Rene Haas, CEO of chip tech provider Arm Holdings, holds a replica of a chip with his company’s logo on it, during an event in which Malaysia’s Prime Minister Anwar Ibrahim officially announces a $250 million deal with the company, in Kuala Lumpur, Malaysia March 5, 2025.

Hasnoor Hussain | Reuters

Arm shares dropped more than 8% in extended trading on Wednesday after the chip-design company issued weaker-than-expected guidance for the current quarter.

Here’s how the company did in the fiscal fourth quarter compared with LSEG consensus:

  • Earnings per share: 55 cents, adjusted vs. 52 cents expected
  • Revenue: $1.24 billion vs. $1.23 billion

While Arm topped estimates for the quarter ended March 31, Wall Street is looking ahead to the company’s forecast for the first quarter.

Arm said revenue will be between $1 billion and $1.1 billion.

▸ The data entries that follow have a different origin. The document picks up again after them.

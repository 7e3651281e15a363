use bytes::{BufMut, Bytes};
use ethereum_types::{Address, H256, U256};
use ethwire_rlp::{
    constants::RLP_NULL,
    decode::{RLPDecode, decode_rlp_item},
    encode::RLPEncode,
    error::RLPDecodeError,
    structs::{Decoder, Encoder},
};

use crate::keccak_hash;

pub type AccessList = Vec<(Address, Vec<H256>)>;

/// Recipient of a transaction: either a contract creation or a call.
#[derive(Debug, Clone, PartialEq, Eq, Default)]
pub enum TxKind {
    #[default]
    Create,
    Call(Address),
}

impl RLPEncode for TxKind {
    fn encode(&self, buf: &mut dyn BufMut) {
        match self {
            // a creation encodes as the empty string
            TxKind::Create => buf.put_u8(RLP_NULL),
            TxKind::Call(address) => address.encode(buf),
        }
    }
}

impl RLPDecode for TxKind {
    fn decode_unfinished(rlp: &[u8]) -> Result<(Self, &[u8]), RLPDecodeError> {
        if rlp.first() == Some(&RLP_NULL) {
            return Ok((TxKind::Create, &rlp[1..]));
        }
        let (address, rest) = Address::decode_unfinished(rlp)?;
        Ok((TxKind::Call(address), rest))
    }
}

#[repr(u8)]
#[derive(Debug, Clone, Copy, PartialEq, Eq, Default)]
pub enum TxType {
    #[default]
    Legacy = 0x00,
    EIP2930 = 0x01,
    EIP1559 = 0x02,
    EIP4844 = 0x03,
}

#[derive(Debug, Clone, PartialEq, Eq, Default)]
pub struct LegacyTransaction {
    pub nonce: u64,
    pub gas_price: u64,
    pub gas: u64,
    pub to: TxKind,
    pub value: U256,
    pub data: Bytes,
    pub v: U256,
    pub r: U256,
    pub s: U256,
}

#[derive(Debug, Clone, PartialEq, Eq, Default)]
pub struct EIP2930Transaction {
    pub chain_id: u64,
    pub nonce: u64,
    pub gas_price: u64,
    pub gas_limit: u64,
    pub to: TxKind,
    pub value: U256,
    pub data: Bytes,
    pub access_list: AccessList,
    pub signature_y_parity: bool,
    pub signature_r: U256,
    pub signature_s: U256,
}

#[derive(Debug, Clone, PartialEq, Eq, Default)]
pub struct EIP1559Transaction {
    pub chain_id: u64,
    pub nonce: u64,
    pub max_priority_fee_per_gas: u64,
    pub max_fee_per_gas: u64,
    pub gas_limit: u64,
    pub to: TxKind,
    pub value: U256,
    pub data: Bytes,
    pub access_list: AccessList,
    pub signature_y_parity: bool,
    pub signature_r: U256,
    pub signature_s: U256,
}

#[derive(Debug, Clone, PartialEq, Eq, Default)]
pub struct EIP4844Transaction {
    pub chain_id: u64,
    pub nonce: u64,
    pub max_priority_fee_per_gas: u64,
    pub max_fee_per_gas: u64,
    pub gas: u64,
    /// Blob transactions cannot create contracts.
    pub to: Address,
    pub value: U256,
    pub data: Bytes,
    pub access_list: AccessList,
    pub max_fee_per_blob_gas: U256,
    pub blob_versioned_hashes: Vec<H256>,
    pub signature_y_parity: bool,
    pub signature_r: U256,
    pub signature_s: U256,
}

/// A transaction in its network form: legacy transactions are plain RLP
/// lists, typed transactions (EIP-2718) are byte strings holding the type
/// byte followed by the type-specific payload.
#[derive(Debug, Clone, PartialEq, Eq)]
pub enum Transaction {
    LegacyTransaction(LegacyTransaction),
    EIP2930Transaction(EIP2930Transaction),
    EIP1559Transaction(EIP1559Transaction),
    EIP4844Transaction(EIP4844Transaction),
}

impl Transaction {
    pub fn tx_type(&self) -> TxType {
        match self {
            Transaction::LegacyTransaction(_) => TxType::Legacy,
            Transaction::EIP2930Transaction(_) => TxType::EIP2930,
            Transaction::EIP1559Transaction(_) => TxType::EIP1559,
            Transaction::EIP4844Transaction(_) => TxType::EIP4844,
        }
    }

    pub fn nonce(&self) -> u64 {
        match self {
            Transaction::LegacyTransaction(tx) => tx.nonce,
            Transaction::EIP2930Transaction(tx) => tx.nonce,
            Transaction::EIP1559Transaction(tx) => tx.nonce,
            Transaction::EIP4844Transaction(tx) => tx.nonce,
        }
    }

    pub fn gas_limit(&self) -> u64 {
        match self {
            Transaction::LegacyTransaction(tx) => tx.gas,
            Transaction::EIP2930Transaction(tx) => tx.gas_limit,
            Transaction::EIP1559Transaction(tx) => tx.gas_limit,
            Transaction::EIP4844Transaction(tx) => tx.gas,
        }
    }

    pub fn data(&self) -> &Bytes {
        match self {
            Transaction::LegacyTransaction(tx) => &tx.data,
            Transaction::EIP2930Transaction(tx) => &tx.data,
            Transaction::EIP1559Transaction(tx) => &tx.data,
            Transaction::EIP4844Transaction(tx) => &tx.data,
        }
    }

    /// Price actually paid per gas unit under the given base fee.
    /// `None` when the transaction cannot be included (max fee below base).
    pub fn effective_gas_price(&self, base_fee_per_gas: Option<u64>) -> Option<u64> {
        match self {
            Transaction::LegacyTransaction(tx) => Some(tx.gas_price),
            Transaction::EIP2930Transaction(tx) => Some(tx.gas_price),
            Transaction::EIP1559Transaction(tx) => effective_1559_price(
                tx.max_fee_per_gas,
                tx.max_priority_fee_per_gas,
                base_fee_per_gas,
            ),
            Transaction::EIP4844Transaction(tx) => effective_1559_price(
                tx.max_fee_per_gas,
                tx.max_priority_fee_per_gas,
                base_fee_per_gas,
            ),
        }
    }

    /// Hash of the canonical (EIP-2718) encoding.
    pub fn compute_hash(&self) -> H256 {
        keccak_hash(self.canonical_bytes())
    }

    /// Canonical encoding: the legacy RLP list, or type byte plus payload
    /// for typed transactions, without any outer byte-string wrapping.
    pub fn canonical_bytes(&self) -> Vec<u8> {
        let mut buf = Vec::new();
        match self {
            Transaction::LegacyTransaction(tx) => tx.encode(&mut buf),
            Transaction::EIP2930Transaction(tx) => {
                buf.put_u8(TxType::EIP2930 as u8);
                tx.encode(&mut buf);
            }
            Transaction::EIP1559Transaction(tx) => {
                buf.put_u8(TxType::EIP1559 as u8);
                tx.encode(&mut buf);
            }
            Transaction::EIP4844Transaction(tx) => {
                buf.put_u8(TxType::EIP4844 as u8);
                tx.encode(&mut buf);
            }
        }
        buf
    }

    /// Recovers the signing address. `None` when the signature does not
    /// recover (including the all-zero signatures used in fixtures).
    pub fn sender(&self) -> Option<Address> {
        let (payload, recovery_id) = self.signing_payload()?;
        let (r, s) = self.signature_rs();
        let mut compact = [0u8; 64];
        compact[..32].copy_from_slice(&r.to_big_endian());
        compact[32..].copy_from_slice(&s.to_big_endian());

        let recovery_id = secp256k1::ecdsa::RecoveryId::from_i32(recovery_id as i32).ok()?;
        let signature =
            secp256k1::ecdsa::RecoverableSignature::from_compact(&compact, recovery_id).ok()?;
        let message = secp256k1::Message::from_digest(keccak_hash(&payload).0);
        let public_key = signature.recover(&message).ok()?;

        let hash = keccak_hash(&public_key.serialize_uncompressed()[1..]);
        Some(Address::from_slice(&hash.0[12..]))
    }

    fn signature_rs(&self) -> (U256, U256) {
        match self {
            Transaction::LegacyTransaction(tx) => (tx.r, tx.s),
            Transaction::EIP2930Transaction(tx) => (tx.signature_r, tx.signature_s),
            Transaction::EIP1559Transaction(tx) => (tx.signature_r, tx.signature_s),
            Transaction::EIP4844Transaction(tx) => (tx.signature_r, tx.signature_s),
        }
    }

    /// Builds the bytes the sender signed over, plus the recovery id.
    fn signing_payload(&self) -> Option<(Vec<u8>, u8)> {
        let mut payload = Vec::new();
        match self {
            Transaction::LegacyTransaction(tx) => {
                let v = u64::try_from(tx.v).ok()?;
                if v >= 35 {
                    // EIP-155: [nonce, gas_price, gas, to, value, data, chain_id, 0, 0]
                    let chain_id = (v - 35) / 2;
                    Encoder::new(&mut payload)
                        .encode_field(&tx.nonce)
                        .encode_field(&tx.gas_price)
                        .encode_field(&tx.gas)
                        .encode_field(&tx.to)
                        .encode_field(&tx.value)
                        .encode_field(&tx.data)
                        .encode_field(&chain_id)
                        .encode_field(&0u8)
                        .encode_field(&0u8)
                        .finish();
                    Some((payload, (v - 35 - chain_id * 2) as u8))
                } else if v == 27 || v == 28 {
                    Encoder::new(&mut payload)
                        .encode_field(&tx.nonce)
                        .encode_field(&tx.gas_price)
                        .encode_field(&tx.gas)
                        .encode_field(&tx.to)
                        .encode_field(&tx.value)
                        .encode_field(&tx.data)
                        .finish();
                    Some((payload, (v - 27) as u8))
                } else {
                    None
                }
            }
            Transaction::EIP2930Transaction(tx) => {
                payload.put_u8(TxType::EIP2930 as u8);
                Encoder::new(&mut payload)
                    .encode_field(&tx.chain_id)
                    .encode_field(&tx.nonce)
                    .encode_field(&tx.gas_price)
                    .encode_field(&tx.gas_limit)
                    .encode_field(&tx.to)
                    .encode_field(&tx.value)
                    .encode_field(&tx.data)
                    .encode_field(&tx.access_list)
                    .finish();
                Some((payload, tx.signature_y_parity as u8))
            }
            Transaction::EIP1559Transaction(tx) => {
                payload.put_u8(TxType::EIP1559 as u8);
                Encoder::new(&mut payload)
                    .encode_field(&tx.chain_id)
                    .encode_field(&tx.nonce)
                    .encode_field(&tx.max_priority_fee_per_gas)
                    .encode_field(&tx.max_fee_per_gas)
                    .encode_field(&tx.gas_limit)
                    .encode_field(&tx.to)
                    .encode_field(&tx.value)
                    .encode_field(&tx.data)
                    .encode_field(&tx.access_list)
                    .finish();
                Some((payload, tx.signature_y_parity as u8))
            }
            Transaction::EIP4844Transaction(tx) => {
                payload.put_u8(TxType::EIP4844 as u8);
                Encoder::new(&mut payload)
                    .encode_field(&tx.chain_id)
                    .encode_field(&tx.nonce)
                    .encode_field(&tx.max_priority_fee_per_gas)
                    .encode_field(&tx.max_fee_per_gas)
                    .encode_field(&tx.gas)
                    .encode_field(&tx.to)
                    .encode_field(&tx.value)
                    .encode_field(&tx.data)
                    .encode_field(&tx.access_list)
                    .encode_field(&tx.max_fee_per_blob_gas)
                    .encode_field(&tx.blob_versioned_hashes)
                    .finish();
                Some((payload, tx.signature_y_parity as u8))
            }
        }
    }
}
use crc32fast::Hasher;
use ethereum_types::H32;
use ethwire_rlp::{
    decode::RLPDecode,
    encode::RLPEncode,
    error::RLPDecodeError,
    structs::{Decoder, Encoder},
};
use tracing::debug;

use super::{BlockHash, BlockNumber, ChainConfig};

/// EIP-2124 fork identifier: the CRC32 chain over the genesis hash and every
/// past fork activation, plus the next scheduled activation (0 if none).
#[derive(Debug, Clone, Copy, PartialEq, Eq)]
pub struct ForkId {
    pub fork_hash: H32,
    pub fork_next: u64,
}

/// Verdict of matching a remote fork id against the local fork table.
/// See <https://eips.ethereum.org/EIPS/eip-2124#validation-rules>.
#[derive(Debug, Clone, Copy, PartialEq, Eq)]
pub enum ForkValidation {
    Valid,
    /// Remote is a subset of our chain but announces the wrong next fork;
    /// it needs a software update.
    RemoteStale,
    /// Either we are stale or the chains are simply different.
    IncompatibleOrStale,
}

#[derive(Debug, Clone, Copy, PartialEq, Eq)]
enum Activation {
    Genesis,
    Block(u64),
    Timestamp(u64),
}

impl Activation {
    fn value(&self) -> u64 {
        match self {
            Activation::Genesis => 0,
            Activation::Block(number) => *number,
            Activation::Timestamp(timestamp) => *timestamp,
        }
    }

    fn passed_by(&self, head_number: BlockNumber, head_timestamp: u64) -> bool {
        match self {
            Activation::Genesis => true,
            Activation::Block(number) => *number <= head_number,
            Activation::Timestamp(timestamp) => *timestamp <= head_timestamp,
        }
    }
}

#[derive(Debug, Clone)]
struct ForkEntry {
    activation: Activation,
    fork_id: ForkId,
}

/// Precomputed fork-id table for one chain: entry 0 is genesis, entry `i`
/// the `i-1`-th activation, each carrying the id advertised while that fork
/// is the latest one passed. Strictly ordered by activation, block numbers
/// before timestamps.
#[derive(Debug, Clone)]
pub struct ForkIdTable {
    entries: Vec<ForkEntry>,
}

impl ForkIdTable {
    pub fn new(
        chain_config: &ChainConfig,
        genesis_hash: BlockHash,
        genesis_timestamp: u64,
    ) -> Self {
        let (block_forks, timestamp_forks) = chain_config.gather_forks(genesis_timestamp);
        let activations: Vec<Activation> = block_forks
            .into_iter()
            .map(Activation::Block)
            .chain(timestamp_forks.into_iter().map(Activation::Timestamp))
            .collect();

        let mut hasher = Hasher::new();
        hasher.update(genesis_hash.as_bytes());

        let mut entries = Vec::with_capacity(activations.len() + 1);
        for i in 0..=activations.len() {
            let fork_hash = H32::from_slice(&hasher.clone().finalize().to_be_bytes());
            let fork_next = activations.get(i).map(|a| a.value()).unwrap_or(0);
            let activation = if i == 0 {
                Activation::Genesis
            } else {
                activations[i - 1]
            };
            entries.push(ForkEntry {
                activation,
                fork_id: ForkId {
                    fork_hash,
                    fork_next,
                },
            });
            if let Some(next) = activations.get(i) {
                hasher.update(&next.value().to_be_bytes());
            }
        }
        Self { entries }
    }

    /// Fork id to advertise at the given head: the entry of the last
    /// activation the head has passed.
    pub fn id_at(&self, head_number: BlockNumber, head_timestamp: u64) -> ForkId {
        let first_unpassed = self
            .entries
            .partition_point(|entry| entry.activation.passed_by(head_number, head_timestamp));
        // entry 0 (genesis) is always passed
        self.entries[first_unpassed - 1].fork_id
    }

    /// Validates a remote fork id against our table. `head` is the local
    /// chain head; while it is still unknown every remote is acceptable.
    pub fn validate(
        &self,
        remote: ForkId,
        head: Option<(BlockNumber, u64)>,
    ) -> ForkValidation {
        let Some((head_number, head_timestamp)) = head else {
            return ForkValidation::Valid;
        };
        let local = self.id_at(head_number, head_timestamp);

        if remote.fork_hash == local.fork_hash {
            // rule #1: same checksum. Reject only a future fork the remote
            // announces that we already passed without changing checksum.
            if remote.fork_next > 0 && remote.fork_next <= self.head_scalar(head_number, head_timestamp)
            {
                debug!("Remote announces a future fork we already passed locally");
                return ForkValidation::IncompatibleOrStale;
            }
            return ForkValidation::Valid;
        }

        let local_position = self
            .entries
            .iter()
            .position(|entry| entry.fork_id.fork_hash == local.fork_hash)
            .unwrap_or_default();

        // rule #2: remote is a subset of our past; it must know about the
        // fork we took next.
        for entry in &self.entries[..local_position] {
            if remote.fork_hash == entry.fork_id.fork_hash {
                return if remote.fork_next == entry.fork_id.fork_next {
                    ForkValidation::Valid
                } else {
                    debug!("Remote needs a software update");
                    ForkValidation::RemoteStale
                };
            }
        }

        // rule #3: remote is a superset of our chain; we are the laggard.
        for entry in &self.entries[local_position + 1..] {
            if remote.fork_hash == entry.fork_id.fork_hash {
                return ForkValidation::Valid;
            }
        }

        // rule #4
        debug!("Local or remote is incompatible");
        ForkValidation::IncompatibleOrStale
    }

    /// Scalar the remote's `fork_next` is compared against: the head block
    /// number while block-based forks are still pending, the head timestamp
    /// afterwards.
    fn head_scalar(&self, head_number: BlockNumber, head_timestamp: u64) -> u64 {
        let pending_block_fork = self.entries.iter().any(|entry| {
            matches!(entry.activation, Activation::Block(number) if number > head_number)
        });
        if pending_block_fork {
            head_number
        } else {
            head_timestamp
        }
    }
}

impl ForkId {
    pub fn new(
        chain_config: &ChainConfig,
        genesis_hash: BlockHash,
        genesis_timestamp: u64,
        head_timestamp: u64,
        head_block_number: BlockNumber,
    ) -> Self {
        ForkIdTable::new(chain_config, genesis_hash, genesis_timestamp)
            .id_at(head_block_number, head_timestamp)
    }
}

impl RLPEncode for ForkId {
    fn encode(&self, buf: &mut dyn bytes::BufMut) {
        Encoder::new(buf)
            .encode_field(&self.fork_hash)
            .encode_field(&self.fork_next)
            .finish();
    }
}

impl RLPDecode for ForkId {
    fn decode_unfinished(rlp: &[u8]) -> Result<(Self, &[u8]), RLPDecodeError> {
        let decoder = Decoder::new(rlp)?;
        let (fork_hash, decoder) = decoder.decode_field("forkHash")?;
        let (fork_next, decoder) = decoder.decode_field("forkNext")?;
        let remaining = decoder.finish()?;
        let fork_id = ForkId {
            fork_hash,
            fork_next,
        };
        Ok((fork_id, remaining))
    }
}

#[cfg(test)]
mod tests {
    use super::*;
    use ethereum_types::H256;
    use hex_literal::hex;
    use std::str::FromStr;

    fn mainnet_config() -> ChainConfig {
        ChainConfig {
            chain_id: 1,
            homestead_block: Some(1_150_000),
            dao_fork_block: Some(1_920_000),
            eip150_block: Some(2_463_000),
            eip155_block: Some(2_675_000),
            eip158_block: Some(2_675_000),
            byzantium_block: Some(4_370_000),
            constantinople_block: Some(7_280_000),
            petersburg_block: Some(7_280_000),
            istanbul_block: Some(9_069_000),
            muir_glacier_block: Some(9_200_000),
            berlin_block: Some(12_244_000),
            london_block: Some(12_965_000),
            arrow_glacier_block: Some(13_773_000),
            gray_glacier_block: Some(15_050_000),
            terminal_total_difficulty: Some(58_750_000_000_000_000_000_000),
            shanghai_time: Some(1_681_338_455),
            cancun_time: Some(1_710_338_135),
            ..Default::default()
        }
    }

    fn mainnet_genesis_hash() -> H256 {
        H256::from_str("0xd4e56740f876aef8c010b86a40d5f56745a118d0906a34e69aec8c0db1cb8fa3")
            .unwrap()
    }

    fn mainnet_table() -> ForkIdTable {
        ForkIdTable::new(&mainnet_config(), mainnet_genesis_hash(), 0)
    }

    fn id(hash: [u8; 4], next: u64) -> ForkId {
        ForkId {
            fork_hash: H32(hash),
            fork_next: next,
        }
    }

    #[test]
    fn encode_fork_id() {
        let fork = ForkId {
            fork_hash: H32::zero(),
            fork_next: 0,
        };
        let expected = hex!("c6840000000080");
        assert_eq!(fork.encode_to_vec(), expected);
    }

    #[test]
    fn encode_fork_id_nonzero() {
        let fork = ForkId {
            fork_hash: H32::from_str("0xdeadbeef").unwrap(),
            fork_next: 0xbaddcafe,
        };
        let expected = hex!("ca84deadbeef84baddcafe");
        assert_eq!(fork.encode_to_vec(), expected);
        assert_eq!(ForkId::decode(&expected).unwrap(), fork);
    }

    #[test]
    fn encode_fork_id_max() {
        let fork = ForkId {
            fork_hash: H32([0xff; 4]),
            fork_next: u64::MAX,
        };
        let expected = hex!("ce84ffffffff88ffffffffffffffff");
        assert_eq!(fork.encode_to_vec(), expected);
    }

    // See https://github.com/ethereum/go-ethereum/blob/master/core/forkid/forkid_test.go
    // (mainnet cases)
    #[test]
    fn mainnet_fork_ids() {
        let table = mainnet_table();
        let cases: Vec<(u64, u64, ForkId)> = vec![
            (0, 0, id(hex!("fc64ec04"), 1_150_000)),
            (1_149_999, 0, id(hex!("fc64ec04"), 1_150_000)),
            (1_150_000, 0, id(hex!("97c2c34c"), 1_920_000)),
            (1_920_000, 0, id(hex!("91d1f948"), 2_463_000)),
            (2_463_000, 0, id(hex!("7a64da13"), 2_675_000)),
            (2_675_000, 0, id(hex!("3edd5b10"), 4_370_000)),
            (4_370_000, 0, id(hex!("a00bc324"), 7_280_000)),
            (7_280_000, 0, id(hex!("668db0af"), 9_069_000)),
            (9_069_000, 0, id(hex!("879d6e30"), 9_200_000)),
            (9_200_000, 0, id(hex!("e029e991"), 12_244_000)),
            (12_244_000, 0, id(hex!("0eb440f6"), 12_965_000)),
            (12_965_000, 0, id(hex!("b715077d"), 13_773_000)),
            (13_773_000, 0, id(hex!("20c327fc"), 15_050_000)),
            (15_050_000, 0, id(hex!("f0afd0e3"), 1_681_338_455)),
            (20_000_000, 1_681_338_455, id(hex!("dce96c2d"), 1_710_338_135)),
            (20_000_000, 1_710_338_135, id(hex!("9f3d2254"), 0)),
            (21_000_000, 2_000_000_000, id(hex!("9f3d2254"), 0)),
        ];
        for (head, time, expected) in cases {
            assert_eq!(table.id_at(head, time), expected, "head {head} time {time}");
        }
    }

    #[test]
    fn validation_is_reflexive() {
        let table = mainnet_table();
        for (head, time) in [
            (0, 0),
            (1_150_000, 0),
            (7_987_396, 0),
            (15_050_000, 0),
            (20_000_000, 1_681_338_455),
            (20_000_000, 1_800_000_000),
        ] {
            let local = table.id_at(head, time);
            assert_eq!(
                table.validate(local, Some((head, time))),
                ForkValidation::Valid
            );
        }
    }

    #[test]
    fn validation_accepts_future_announcement() {
        let table = mainnet_table();
        // Remote on our chain, aware of a fork we don't know about yet.
        let remote = id(hex!("9f3d2254"), u64::MAX);
        assert_eq!(
            table.validate(remote, Some((20_000_000, 1_800_000_000))),
            ForkValidation::Valid
        );
    }

    #[test]
    fn validation_accepts_subset_with_correct_next() {
        let table = mainnet_table();
        // Local at Petersburg, remote still on Byzantium but aware of the
        // Constantinople activation.
        let remote = id(hex!("a00bc324"), 7_280_000);
        assert_eq!(
            table.validate(remote, Some((7_987_396, 0))),
            ForkValidation::Valid
        );
    }

    #[test]
    fn validation_flags_stale_subset() {
        let table = mainnet_table();
        // Remote stuck on Byzantium with no knowledge of the next fork.
        let remote = id(hex!("a00bc324"), 0);
        assert_eq!(
            table.validate(remote, Some((7_987_396, 0))),
            ForkValidation::RemoteStale
        );
    }

    #[test]
    fn validation_accepts_superset() {
        let table = mainnet_table();
        // Local still on Byzantium, remote already past Constantinople.
        let remote = id(hex!("668db0af"), 0);
        assert_eq!(
            table.validate(remote, Some((7_279_999, 0))),
            ForkValidation::Valid
        );
    }

    #[test]
    fn validation_rejects_unknown_hash() {
        let table = mainnet_table();
        let remote = id(hex!("deadbeef"), 0);
        assert_eq!(
            table.validate(remote, Some((7_987_396, 0))),
            ForkValidation::IncompatibleOrStale
        );
    }

    #[test]
    fn validation_rejects_passed_future_fork() {
        let table = mainnet_table();
        // Same checksum but the remote expects a fork at a timestamp we are
        // already past without having forked.
        let remote = id(hex!("9f3d2254"), 1_750_000_000);
        assert_eq!(
            table.validate(remote, Some((20_000_000, 1_800_000_000))),
            ForkValidation::IncompatibleOrStale
        );
    }

    #[test]
    fn unknown_head_accepts_anything() {
        let table = mainnet_table();
        assert_eq!(
            table.validate(id(hex!("deadbeef"), 12345), None),
            ForkValidation::Valid
        );
    }
}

The middle of the range is below the $1.1 billion average analysts estimated, according to LSEG. Earnings per share will be between 30 cents and 38 cents, while analysts were expecting 42 cents.

SoftBank controls about 90% of Arm, and took the company public in 2023. It now has a market cap of over $130 billion as of Wednesday’s close.

Arm designs the fundamental architecture upon which many chips are built, and sells licenses for its designs to companies such as Qualcomm and Nvidia, charging royalty fees on each sale they make. The company claims 99% of premium smartphones are powered by Arm technology.

Royalty revenue in the quarter rose 18% from a year earlier to $607 million.

Net income fell 6% to $210 million, or 20 cents a share, from $224 million, or 21 cents, in the year-ago quarter. Revenue jumped 34% from $928 million a year earlier.